Source data >>
++++++++++++++++++++

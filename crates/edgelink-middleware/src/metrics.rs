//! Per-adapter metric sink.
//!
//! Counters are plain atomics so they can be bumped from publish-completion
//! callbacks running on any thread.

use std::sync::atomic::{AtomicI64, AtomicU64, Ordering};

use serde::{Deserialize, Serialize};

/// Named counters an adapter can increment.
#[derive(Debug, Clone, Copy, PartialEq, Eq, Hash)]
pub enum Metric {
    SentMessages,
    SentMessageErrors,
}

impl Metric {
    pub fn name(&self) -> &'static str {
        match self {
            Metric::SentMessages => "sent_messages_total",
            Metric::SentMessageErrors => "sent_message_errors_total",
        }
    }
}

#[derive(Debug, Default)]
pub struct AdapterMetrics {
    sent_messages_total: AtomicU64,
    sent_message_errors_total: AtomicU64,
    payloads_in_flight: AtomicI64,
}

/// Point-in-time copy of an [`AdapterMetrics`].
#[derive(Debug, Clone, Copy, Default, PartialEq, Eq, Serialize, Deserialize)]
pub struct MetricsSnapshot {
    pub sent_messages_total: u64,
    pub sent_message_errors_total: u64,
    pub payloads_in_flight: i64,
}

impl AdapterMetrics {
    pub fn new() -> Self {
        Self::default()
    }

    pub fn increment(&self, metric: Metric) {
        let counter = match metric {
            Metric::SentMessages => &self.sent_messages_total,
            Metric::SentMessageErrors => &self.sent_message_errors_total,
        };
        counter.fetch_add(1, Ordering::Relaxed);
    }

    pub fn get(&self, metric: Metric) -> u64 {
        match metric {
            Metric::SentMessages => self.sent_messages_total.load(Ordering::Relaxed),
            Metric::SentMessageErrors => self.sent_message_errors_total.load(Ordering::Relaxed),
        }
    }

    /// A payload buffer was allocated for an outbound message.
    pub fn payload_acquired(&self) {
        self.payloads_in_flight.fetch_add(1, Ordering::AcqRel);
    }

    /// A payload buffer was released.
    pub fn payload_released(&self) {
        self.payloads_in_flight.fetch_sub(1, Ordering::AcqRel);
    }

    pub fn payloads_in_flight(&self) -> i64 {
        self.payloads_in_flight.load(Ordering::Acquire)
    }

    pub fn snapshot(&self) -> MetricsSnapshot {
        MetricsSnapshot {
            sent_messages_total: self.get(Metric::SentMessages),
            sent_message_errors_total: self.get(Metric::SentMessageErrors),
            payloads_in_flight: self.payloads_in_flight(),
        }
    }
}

++++++++++++++++++++

TASK OBJECTIVE >> Every line above that includes the word "Debug" should be listed.

SOLUTION TO THIS TASK >>
#[derive(Debug, Clone, Copy, PartialEq, Eq, Hash)]
#[derive(Debug, Default)]
#[derive(Debug, Clone, Copy, Default, PartialEq, Eq, Serialize, Deserialize)]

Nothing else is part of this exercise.